Question

Let $a,b,c$ be real numbers, $a\ne 0$. If $\alpha$ is a root of $a^2{x}^2+bx+c=0$, $\beta$ is a root of $a^2{x}^2-bx-c=0$ and $0<\alpha <\beta$, then the equation $a^2{x}^2+2bx+2c=0$ has a root $\gamma$ that always satisfies.

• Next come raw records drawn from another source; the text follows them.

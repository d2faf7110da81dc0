//! Environment-driven server configuration.

use std::net::{IpAddr, Ipv4Addr, SocketAddr};

use thiserror::Error;

pub const DEFAULT_PORT: u16 = 3000;

#[derive(Debug, Error, PartialEq, Eq)]
pub enum ConfigError {
    #[error("invalid HOST '{0}'")]
    InvalidHost(String),
    #[error("invalid PORT '{0}'")]
    InvalidPort(String),
}

#[derive(Debug, Clone, PartialEq, Eq)]
pub struct ServerConfig {
    pub host: IpAddr,
    pub port: u16,
}

impl Default for ServerConfig {
    fn default() -> Self {
        Self {
            host: IpAddr::V4(Ipv4Addr::LOCALHOST),
            port: DEFAULT_PORT,
        }
    }
}

impl ServerConfig {
    /// Read `HOST` and `PORT`, falling back to `127.0.0.1:3000`.
    pub fn from_env() -> Result<Self, ConfigError> {
        Self::from_lookup(|key| std::env::var(key).ok())
    }

    fn from_lookup(lookup: impl Fn(&str) -> Option<String>) -> Result<Self, ConfigError> {
        let mut config = Self::default();
        if let Some(host) = lookup("HOST") {
            config.host = host.parse().map_err(|_| ConfigError::InvalidHost(host))?;
        }
        if let Some(port) = lookup("PORT") {
            config.port = port.parse().map_err(|_| ConfigError::InvalidPort(port))?;
        }
        Ok(config)
    }

    pub fn addr(&self) -> SocketAddr {
        SocketAddr::new(self.host, self.port)
    }
}
//! Synchronous client core for the todo service.
//!
//! # Overview
//! Builds `HttpRequest` values and parses `HttpResponse` values without
//! touching the network (host-does-IO pattern), and drives a [`TodoView`]
//! over a host-supplied [`Transport`].
//!
//! # Design
//! - `TodoClient` is stateless; it holds only `base_url`.
//! - Each operation is split into `build_*` (produces request) and
//!   `parse_*` (consumes response), so the I/O boundary is explicit.
//! - `TodoView` caches the last fetched collection and refetches after
//!   every successful mutation.
//! - DTOs are defined independently from the server crate; integration
//!   tests catch schema drift.

pub mod client;
pub mod error;
pub mod http;
pub mod types;
pub mod view;

pub use client::TodoClient;
pub use error::ApiError;
pub use http::{HttpMethod, HttpRequest, HttpResponse, Transport};
pub use types::{CreateTodo, Todo};
pub use view::{Stats, TodoView, ViewState};
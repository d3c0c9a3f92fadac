use lazy_static::lazy_static;
use regex::Regex;

use crate::error::{Error, Result};
use crate::filter::Filter;

lazy_static! {
    /// "OS=Homo sapiens OX=9606 GN=..." -> "Homo sapiens"
    static ref FASTA_ORGANISM: Regex = Regex::new(r"OS=(.+?)(?:\s+[A-Z]{2}=|$)").unwrap();
    /// "... [Homo sapiens]" -> "Homo sapiens"
    static ref FASTA_BRACKETS: Regex = Regex::new(r"\[([^\]]+)\]").unwrap();
}

/// Join the values of all lines of a raw SwissProt entry that carry `key`
fn swissprot_field(raw: &str, key: &str) -> String {
    raw.lines()
        .filter(|l| l.starts_with(key) && l.get(2..5) == Some("   "))
        .map(|l| l.get(5..).unwrap_or_default().trim())
        .collect::<Vec<&str>>()
        .join(" ")
}

/// Passes SwissProt entries whose organism (OS) contains the given text, ignoring case
#[derive(Debug, Clone)]
pub struct SwissProtTaxonomyFilter {
    taxonomy: String,
    inverted: bool,
}

impl SwissProtTaxonomyFilter {
    pub fn new(taxonomy: &str, inverted: bool) -> Self {
        Self {
            taxonomy: taxonomy.trim().to_lowercase(),
            inverted,
        }
    }
}

impl Filter<str> for SwissProtTaxonomyFilter {
    fn passes(&self, raw: &str) -> bool {
        let organism = swissprot_field(raw, "OS").to_lowercase();
        organism.contains(&self.taxonomy) ^ self.inverted
    }
}

/// Passes SwissProt entries that list the given keyword (KW), ignoring case
#[derive(Debug, Clone)]
pub struct SwissProtKeywordFilter {
    keyword: String,
    inverted: bool,
}

impl SwissProtKeywordFilter {
    pub fn new(keyword: &str, inverted: bool) -> Self {
        Self {
            keyword: keyword.trim().to_string(),
            inverted,
        }
    }
}

impl Filter<str> for SwissProtKeywordFilter {
    fn passes(&self, raw: &str) -> bool {
        let keywords = swissprot_field(raw, "KW");
        let found = keywords
            .split(';')
            .map(|k| k.trim().trim_end_matches('.'))
            .any(|k| k.eq_ignore_ascii_case(&self.keyword));
        found ^ self.inverted
    }
}

/// Passes FASTA entries whose header names an organism containing the given text,
/// either as UniProt style `OS=...` or as NCBI style `[...]`
#[derive(Debug, Clone)]
pub struct FastaTaxonomyFilter {
    taxonomy: String,
    inverted: bool,
}

impl FastaTaxonomyFilter {
    pub fn new(taxonomy: &str, inverted: bool) -> Self {
        Self {
            taxonomy: taxonomy.trim().to_lowercase(),
            inverted,
        }
    }

    fn matches_header(&self, header: &str) -> bool {
        FASTA_ORGANISM
            .captures_iter(header)
            .chain(FASTA_BRACKETS.captures_iter(header))
            .any(|c| c[1].to_lowercase().contains(&self.taxonomy))
    }
}

impl Filter<str> for FastaTaxonomyFilter {
    fn passes(&self, raw: &str) -> bool {
        let header = raw.lines().next().unwrap_or_default();
        self.matches_header(header) ^ self.inverted
    }
}

/// Passes entries of any format whose raw text matches a regular expression
#[derive(Debug, Clone)]
pub struct RawPatternFilter {
    pattern: Regex,
    inverted: bool,
}

impl RawPatternFilter {
    pub fn new(pattern: &str, inverted: bool) -> Result<Self> {
        let pattern = Regex::new(pattern).map_err(|e| Error::InvalidFilterArgument {
            name: "pattern".to_string(),
            reason: e.to_string(),
        })?;
        Ok(Self { pattern, inverted })
    }
}

impl Filter<str> for RawPatternFilter {
    fn passes(&self, raw: &str) -> bool {
        self.pattern.is_match(raw) ^ self.inverted
    }
}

• A. $\gamma =\frac{[\alpha +\beta ]}{2}$
• B. $\gamma =\left[\alpha \right]+\left[\frac{\beta }{2}\right]$
• C. $\gamma =\left[\alpha \right]$
• D. $\alpha <\gamma <\beta$

Answer 1

The correct option is D

$\alpha <\gamma <\beta$

Explanation for the correct option:

Determining the correct option by finding the roots:

Given $f\left(x\right)=a^2{x}^2+2bx+2c=0....\left(i\right)$

Given that $\alpha$ is the root of $a^2{x}^2+bx+c=0$ then,

$$\begin{gathered} \Rightarrow a^2{\alpha }^2+b\alpha +c=0\dots \dots \left(ii\right) \\ \Rightarrow b\alpha +c=-a^2{\alpha }^2\dots ..\left(iii\right) \end{gathered}$$

And $\beta$ is a root of $a^2{x}^2-bx-c=0$ then

$\Rightarrow a^2{\beta }^2–b\beta –c=0...\left(iv\right)$

Substituting $x=\alpha$ in $\left(i\right)$

$f\left(\alpha \right)=a^2{\alpha }^2+2b\alpha +2c=0$

$$\begin{gathered} =(a^2{\alpha }^2+b\alpha +c)+(b\alpha +c) \\ =b\alpha +c\left[\because a^2{\alpha }^2+b\alpha +c=0\text{from equation}\left(ii\right)\right] \\ =–a^2{\alpha }^2\left[\text{from equation}\left(iii\right)\right] \end{gathered}$$

Substituting $x=\beta$ in $\left(i\right)$

$$\begin{gathered} f\left(\beta \right)=a^2{\beta }^2+2b\beta +2c \\ =3(b\beta +c) \\ =3{\alpha }^2{\beta }^2 \end{gathered}$$

Since $0<\alpha <\beta ,\alpha$ and $\beta$ are real.

$f\left(\alpha \right)<0,f\left(\beta \right)>0$

$f\left(\gamma \right)=0\text{where}\alpha <\gamma <\beta$

Hence, option (D) is the correct answer.